I also roughed up the surface of the hull slightly with fine sandpaper beforehand - probably not a bad idea for 1/700 decks either.

In recent years there have been some developments in contact cement production. I don’t know whether the new, water-based formulas would work as well for this kind of job as the old, incredibly stinky solvent-based stuff. I do know that the latter worked for me.

If I were building a 1/700 model with a wood deck I’d try out several adhesives and techniques, using scraps. But I wouldn’t bother with rubber cement. It’s wonderful stuff for jobs like making paper templates and sticking paper masks to models prior to painting. (The masks can be peeled off, and any residual rubber cement will rub off.) But for actual, permanent applications in model building - or anything else - it’s a no-no.

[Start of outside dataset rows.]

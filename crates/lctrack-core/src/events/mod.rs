//! Event Log Module
//!
//! Append-only history of entry mutations, used to carry reviews between
//! devices:
//! - One JSON event per line (JSONL)
//! - `ADD_ENTRY` / `RM_ENTRY` events, each with its own identifier
//! - Merging is a union deduplicated by event id
//! - Materializing a history yields the entry set the database should hold

mod log;

pub use log::{materialize, merge_histories, EventLog};

use serde::{Deserialize, Serialize};
use uuid::Uuid;

use crate::model::Entry;
use crate::sm2::Confidence;

// ============================================================================
// ERROR TYPES
// ============================================================================

/// Event log error type
#[non_exhaustive]
#[derive(Debug, thiserror::Error)]
pub enum EventLogError {
    /// IO error
    #[error("IO error: {0}")]
    Io(#[from] std::io::Error),
    /// A line that is not a valid event
    #[error("Failed to parse line {line} of {path}: {source}")]
    Parse {
        path: String,
        line: usize,
        #[source]
        source: serde_json::Error,
    },
    /// Serialization error
    #[error("JSON error: {0}")]
    Json(#[from] serde_json::Error),
}

/// Event log result type
pub type Result<T> = std::result::Result<T, EventLogError>;

// ============================================================================
// EVENTS
// ============================================================================

/// A single mutation of the entry set
#[derive(Debug, Clone, PartialEq, Eq, Serialize, Deserialize)]
#[serde(tag = "event", rename_all = "SCREAMING_SNAKE_CASE")]
pub enum Event {
    /// An entry was logged
    AddEntry {
        id: String,
        ts: i64,
        entry_id: String,
        problem_id: i64,
        confidence: Confidence,
    },
    /// An entry was removed
    RmEntry {
        id: String,
        ts: i64,
        target_entry_id: String,
    },
}

impl Event {
    /// Event recording that `entry` was logged
    ///
    /// The event carries the review timestamp, so backfilled entries keep
    /// their original time after a merge.
    pub fn add_entry(entry: &Entry) -> Self {
        Event::AddEntry {
            id: Uuid::new_v4().to_string(),
            ts: entry.ts,
            entry_id: entry.id.clone(),
            problem_id: entry.problem_id,
            confidence: entry.confidence,
        }
    }

    /// Event recording that the entry `entry_id` was removed at `ts`
    pub fn rm_entry(entry_id: &str, ts: i64) -> Self {
        Event::RmEntry {
            id: Uuid::new_v4().to_string(),
            ts,
            target_entry_id: entry_id.to_string(),
        }
    }

    /// Event identifier, the deduplication key when merging
    pub fn id(&self) -> &str {
        match self {
            Event::AddEntry { id, .. } | Event::RmEntry { id, .. } => id,
        }
    }

    /// The entry this event adds or removes
    pub fn entry_id(&self) -> &str {
        match self {
            Event::AddEntry { entry_id, .. } => entry_id,
            Event::RmEntry {
                target_entry_id, ..
            } => target_entry_id,
        }
    }

    /// When the event happened
    pub fn ts(&self) -> i64 {
        match self {
            Event::AddEntry { ts, .. } | Event::RmEntry { ts, .. } => *ts,
        }
    }
}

My favorite finish for decks is an old-fashioned one that’s making a comeback among woodworkers these days: white shellac, dilluted (with denatured alcohol) to the point where it doesn’t impart any noticeable sheen. Again, I’d experiment with it on any wood that I hadn’t used before. But on stained basswood dilluted shellac soaks into the surface, dries almost immediately, and becomes invisible - until you accidentally dribble some acrylic paint on the deck and discover, to your relief, that you can mop it up with a piece of water-dampened kleenex without leaving any evidence whatever.

Hope that helps a little. Good luck.

Thanks for the tips, guys…so taking into account what everyone has said, what do ya’ll think about rattlecan dullcoat as a sealer and superglue as a bonding agent???